India’s drug regulator announced that Tuesday that it has allowed vaccine maker Serum Institute (SII) to enrol kids between seven to eleven years of age for its trial of US drugmaker Novavax’s Covid-19 vaccine.
“After detailed deliberation, the committee recommended for allowing enrolment of subjects of 7 to 11 years of age group as per the protocol,” a subject expert panel of the Central Drugs Standard Control Organisation told media outlets in a briefing.
Novavax has not received authorisation in India yet, however, SII is already conducting trials on children aged 12-17 age group and has presented safety data for an initial 100 participants. So far, only drugmaker Zydus Cadila’s DNA Covid-19 vaccine has received emergency use approval in India to be used in adults and children aged 12 years and above.
However, the company’s CEO Adar Poonawalla recently said he hopes the vaccine will be approved for adults by October and for children below 18 in early 2022.
SII, considered the world’s largest vaccine maker, is also producing Covishield for India, a locally manufactured version of the Oxford-AstraZeneca vaccine.
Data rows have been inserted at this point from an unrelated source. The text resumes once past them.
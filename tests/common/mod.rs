//! Shared fixtures for the end-to-end tests.

#![allow(dead_code)]

use std::collections::HashMap;
use std::sync::atomic::{AtomicUsize, Ordering};
use std::sync::Arc;
use std::time::Duration;

use async_trait::async_trait;
use parking_lot::Mutex;
use serde_json::Value;
use tokio::sync::broadcast::{self, error::TryRecvError};

use flowrunner::agent::{AgentConnector, AgentInfo, ConnectorFactory, TaskOutcome};
use flowrunner::monitoring::EngineEvent;
use flowrunner::{Engine, EngineConfig, InstanceStatus, Result};

/// In-process agent handing out ids `task-0`, `task-1`, ...
#[derive(Default)]
pub struct MockAgent {
    next_id: AtomicUsize,
    pub started: Mutex<Vec<(String, HashMap<String, Value>)>>,
}

#[async_trait]
impl AgentConnector for MockAgent {
    async fn ping(&self) -> Result<()> {
        Ok(())
    }

    async fn start_task(&self, task_type: &str, input: &HashMap<String, Value>) -> Result<String> {
        self.started.lock().push((task_type.to_string(), input.clone()));
        Ok(format!("task-{}", self.next_id.fetch_add(1, Ordering::SeqCst)))
    }
}

pub struct MockFactory(pub Arc<MockAgent>);

impl ConnectorFactory for MockFactory {
    fn connect(&self, _info: &AgentInfo) -> Result<Arc<dyn AgentConnector>> {
        let connector: Arc<dyn AgentConnector> = self.0.clone();
        Ok(connector)
    }
}

pub fn test_config() -> EngineConfig {
    EngineConfig {
        max_parallel_steps: 4,
        max_parallel_workflows: 2,
        task_timeout: Some(Duration::from_secs(5)),
        join_timeout: Some(Duration::from_secs(5)),
        ..EngineConfig::default()
    }
}

/// Engine with a mock agent registered for `payments.charge`.
pub async fn engine_with_agent(config: EngineConfig) -> (Engine, Arc<MockAgent>) {
    let agent = Arc::new(MockAgent::default());
    let engine = Engine::builder()
        .with_config(config)
        .with_connector_factory(Arc::new(MockFactory(agent.clone())))
        .build()
        .unwrap();

    engine
        .register_agent(AgentInfo::new("billing", "localhost:7000").with_task("payments.charge"))
        .await
        .unwrap();
    (engine, agent)
}

/// Delivers `outcome` once a step is waiting for (or dispatching) `task_id`.
pub async fn deliver(engine: &Engine, task_id: &str, outcome: TaskOutcome) {
    tokio::time::timeout(Duration::from_secs(5), async {
        while !engine.notify_task_status(task_id, outcome.clone()) {
            tokio::time::sleep(Duration::from_millis(5)).await;
        }
    })
    .await
    .expect("no step waited for the remote task");
}

/// Events received so far.
pub fn drain(receiver: &mut broadcast::Receiver<EngineEvent>) -> Vec<EngineEvent> {
    let mut events = Vec::new();
    loop {
        match receiver.try_recv() {
            Ok(event) => events.push(event),
            Err(TryRecvError::Lagged(_)) => continue,
            Err(_) => break,
        }
    }
    events
}

/// Position of the first status change of `step_id` to `status`.
pub fn step_event_index(events: &[EngineEvent], step_id: &str, status: InstanceStatus) -> Option<usize> {
    events.iter().position(|event| {
        matches!(
            event,
            EngineEvent::StepStatusChanged { step_id: id, status: s, .. } if id == step_id && *s == status
        )
    })
}

pub fn output(pairs: &[(&str, Value)]) -> HashMap<String, Value> {
    pairs
        .iter()
        .map(|(k, v)| (k.to_string(), v.clone()))
        .collect()
}
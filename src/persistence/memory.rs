//! In-Memory Repositories
//!
//! `parking_lot`-guarded maps implementing the repository traits. Used by
//! the CLI and the tests; nothing survives a restart.

use std::collections::HashMap;

use async_trait::async_trait;
use log::debug;
use parking_lot::RwLock;

use super::{DefinitionRepository, StepInstanceRepository, WorkflowInstanceRepository};
use crate::error::{EngineError, Result};
use crate::workflow::{
    StepInstance, StepInstanceUpdate, WorkflowDefinition, WorkflowInstance, WorkflowInstanceUpdate,
};

#[derive(Default)]
pub struct InMemoryDefinitionRepository {
    definitions: RwLock<HashMap<String, WorkflowDefinition>>,
}

impl InMemoryDefinitionRepository {
    pub fn new() -> Self {
        Self::default()
    }

    /// Creates a repository holding `definitions`.
    pub fn with_definitions(definitions: impl IntoIterator<Item = WorkflowDefinition>) -> Self {
        let repository = Self::new();
        {
            let mut map = repository.definitions.write();
            for definition in definitions {
                map.insert(definition.id.clone(), definition);
            }
        }
        repository
    }
}

#[async_trait]
impl DefinitionRepository for InMemoryDefinitionRepository {
    async fn get_by_id(&self, id: &str) -> Result<WorkflowDefinition> {
        self.definitions
            .read()
            .get(id)
            .cloned()
            .ok_or_else(|| EngineError::NotFound(format!("workflow definition '{}'", id)))
    }

    async fn save(&self, definition: WorkflowDefinition) -> Result<()> {
        debug!("Storing definition '{}' v{}", definition.id, definition.version);
        self.definitions.write().insert(definition.id.clone(), definition);
        Ok(())
    }

    async fn list(&self) -> Result<Vec<WorkflowDefinition>> {
        let mut definitions: Vec<WorkflowDefinition> =
            self.definitions.read().values().cloned().collect();
        definitions.sort_by(|a, b| a.id.cmp(&b.id));
        Ok(definitions)
    }
}

#[derive(Default)]
pub struct InMemoryWorkflowInstanceRepository {
    instances: RwLock<HashMap<String, WorkflowInstance>>,
}

impl InMemoryWorkflowInstanceRepository {
    pub fn new() -> Self {
        Self::default()
    }
}

#[async_trait]
impl WorkflowInstanceRepository for InMemoryWorkflowInstanceRepository {
    async fn create(&self, instance: WorkflowInstance) -> Result<()> {
        self.instances.write().insert(instance.id.clone(), instance);
        Ok(())
    }

    async fn update(&self, id: &str, update: WorkflowInstanceUpdate) -> Result<WorkflowInstance> {
        let mut instances = self.instances.write();
        let instance = instances
            .get_mut(id)
            .ok_or_else(|| EngineError::NotFound(format!("workflow instance '{}'", id)))?;
        instance.apply(&update)?;
        Ok(instance.clone())
    }

    async fn get_by_id(&self, id: &str) -> Result<WorkflowInstance> {
        self.instances
            .read()
            .get(id)
            .cloned()
            .ok_or_else(|| EngineError::NotFound(format!("workflow instance '{}'", id)))
    }

    async fn list(&self) -> Result<Vec<WorkflowInstance>> {
        let mut instances: Vec<WorkflowInstance> = self.instances.read().values().cloned().collect();
        instances.sort_by_key(|i| i.created_at);
        Ok(instances)
    }
}

#[derive(Default)]
pub struct InMemoryStepInstanceRepository {
    instances: RwLock<HashMap<String, StepInstance>>,
}

impl InMemoryStepInstanceRepository {
    pub fn new() -> Self {
        Self::default()
    }
}

#[async_trait]
impl StepInstanceRepository for InMemoryStepInstanceRepository {
    async fn create(&self, instance: StepInstance) -> Result<()> {
        self.instances.write().insert(instance.id.clone(), instance);
        Ok(())
    }

    async fn update(&self, id: &str, update: StepInstanceUpdate) -> Result<StepInstance> {
        let mut instances = self.instances.write();
        let instance = instances
            .get_mut(id)
            .ok_or_else(|| EngineError::NotFound(format!("step instance '{}'", id)))?;
        instance.apply(&update)?;
        Ok(instance.clone())
    }

    async fn get_by_id(&self, id: &str) -> Result<StepInstance> {
        self.instances
            .read()
            .get(id)
            .cloned()
            .ok_or_else(|| EngineError::NotFound(format!("step instance '{}'", id)))
    }

    async fn list_by_workflow(&self, workflow_instance_id: &str) -> Result<Vec<StepInstance>> {
        let mut steps: Vec<StepInstance> = self
            .instances
            .read()
            .values()
            .filter(|s| s.workflow_instance_id == workflow_instance_id)
            .cloned()
            .collect();
        steps.sort_by_key(|s| s.created_at);
        Ok(steps)
    }
}
//! Monitoring Module
//!
//! Publication of instance lifecycle events and the execution timeline
//! built from them.
//!
//! # Components
//!
//! - [`EventHub`]: broadcast of workflow and step status changes
//! - [`ExecutionTimeline`]: step start/end timing for Gantt charts

pub mod events;
pub mod timeline;

pub use events::{EngineEvent, EventHub};
pub use timeline::{EventType, ExecutionTimeline, TimelineEvent};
The company’s domestically produced version of Novavax will be labelled Covovax.
India’s Covid situation has been improving in recent weeks, with the country posting an increase of just 18,000 cases on Monday — the lowest since 10 March. The gradual decline has also pushed its total number of active cases below 300,000 for the first time in six months.
However, there’s a looming fear of a prospective third wave as the country tries to immunise its unjabbed population. India has so far administered 870 million doses immunising over 16 per cent of its massive 1.4 billion population with 46 per cent with one dose.